As iniciativas da Paraíso Bioenergia, que se orgulha de continuar sendo uma empresa 100% brasileira, demonstram que é possível sobreviver e crescer em meio a um mercado onde as regras são ditadas pelos grandes grupos. No cerne deste princípio está o planejamento, organização, criatividade sem perder o foco no futuro. Já visualizando todo o potencial de negócios que tem pela frente, a empresa investe na modernização de suas instalações e operações, bem como em sua área de plantio. O projeto cana limpa (publicado na edição 209), vai resultar em maior produtividade de seus canaviais, bem como sua ampliação. Um dos grandes desafios na área de produção é reduzir o período de parada para manutenção da usina para apenas um mês. “Se já conseguimos reduzir para três meses, por que não seria possível para um mês?” questiona Dario, que já tem a resposta, porém, obviamente não divulga.

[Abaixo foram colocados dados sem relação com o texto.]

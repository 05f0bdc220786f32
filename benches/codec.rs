//! Criterion benchmarks for the typed codec layer.
//!
//! Run with:
//!   cargo bench --bench codec
//!
//! Measures the scalar fast paths against the generic N-byte decoder, the
//! varint decoder, and coverage summarisation over a dense log.

use criterion::{criterion_group, criterion_main, BenchmarkId, Criterion, Throughput};

use binview::{Accessor, CoverageForce, Endianness};

fn bench_scalar_reads(c: &mut Criterion) {
    let mut group = c.benchmark_group("scalar_reads");

    for &size in &[65_536usize, 262_144] {
        let data = vec![0x5au8; size];
        group.throughput(Throughput::Bytes(size as u64));

        // ── width-specialised u32 path ──────────────────────────────────────
        group.bench_with_input(BenchmarkId::new("read_u32", size), &data, |b, data| {
            b.iter(|| {
                let mut a = Accessor::open_reading_bytes(data, 0, None).unwrap();
                let mut acc = 0u64;
                for _ in 0..data.len() / 4 {
                    acc = acc.wrapping_add(u64::from(
                        a.read_u32_endian(Endianness::Little).unwrap(),
                    ));
                }
                acc
            })
        });

        // ── generic decoder at the same width ───────────────────────────────
        group.bench_with_input(
            BenchmarkId::new("read_uint_4", size),
            &data,
            |b, data| {
                b.iter(|| {
                    let mut a = Accessor::open_reading_bytes(data, 0, None).unwrap();
                    let mut acc = 0u64;
                    for _ in 0..data.len() / 4 {
                        acc = acc
                            .wrapping_add(a.read_uint_endian(4, Endianness::Little).unwrap());
                    }
                    acc
                })
            },
        );
    }

    group.finish();
}

fn bench_varint(c: &mut Criterion) {
    let mut group = c.benchmark_group("varint");

    // A spread of encoded lengths from 1 to 10 bytes.
    let values: Vec<u64> = (0..10_000u64)
        .map(|i| 1u64.wrapping_shl((i % 64) as u32).wrapping_add(i))
        .collect();
    let encoded = {
        let mut w = Accessor::open_writing_memory(0, 0).unwrap();
        for &v in &values {
            w.write_varint(v).unwrap();
        }
        let total = w.window_size();
        w.seek(std::io::SeekFrom::Start(0)).unwrap();
        w.read_allocated_bytes(total).unwrap()
    };
    group.throughput(Throughput::Bytes(encoded.len() as u64));

    group.bench_function("read_varint_10k", |b| {
        b.iter(|| {
            let mut a = Accessor::open_reading_bytes(&encoded, 0, None).unwrap();
            let mut acc = 0u64;
            for _ in 0..values.len() {
                acc = acc.wrapping_add(a.read_varint().unwrap());
            }
            acc
        })
    });

    group.finish();
}

fn bench_coverage_summarize(c: &mut Criterion) {
    let mut group = c.benchmark_group("coverage");

    for &records in &[1_000usize, 10_000] {
        group.bench_with_input(
            BenchmarkId::new("summarize", records),
            &records,
            |b, &records| {
                let data = vec![0u8; records];
                b.iter(|| {
                    let mut a = Accessor::open_reading_bytes(&data, 0, None).unwrap();
                    a.allow_coverage(true);
                    // Dense interleaved log: every other byte, two passes.
                    for pass in 0..2 {
                        for off in (pass..records).step_by(2) {
                            a.add_coverage_record(
                                off,
                                Some(1),
                                0,
                                0,
                                CoverageForce::OnlyIfEnabled,
                            );
                        }
                    }
                    a.summarize_coverage();
                    a.coverage_records().len()
                })
            },
        );
    }

    group.finish();
}

criterion_group!(
    benches,
    bench_scalar_reads,
    bench_varint,
    bench_coverage_summarize
);
criterion_main!(benches);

Numa visão de longo prazo, o objetivo da empresa é dobrar o seu faturamento nos próximos anos. Mas, de todos os dividendos a serem obtidos com os atuais e futuros projetos, o maior deles inegavelmente é a visão social que agrega maior valor aos produtos. Afinal, num cenário que prevê o fim das reservas petrolíferas nas próximas décadas, o mundo está ávido por alternativas que possam suprir as necessidades energéticas e produtivas de uma forma sustentável e limpa. A cana já mostrou ser a melhor resposta. E a Paraíso Bioenergia já está um passo adiante neste caminho.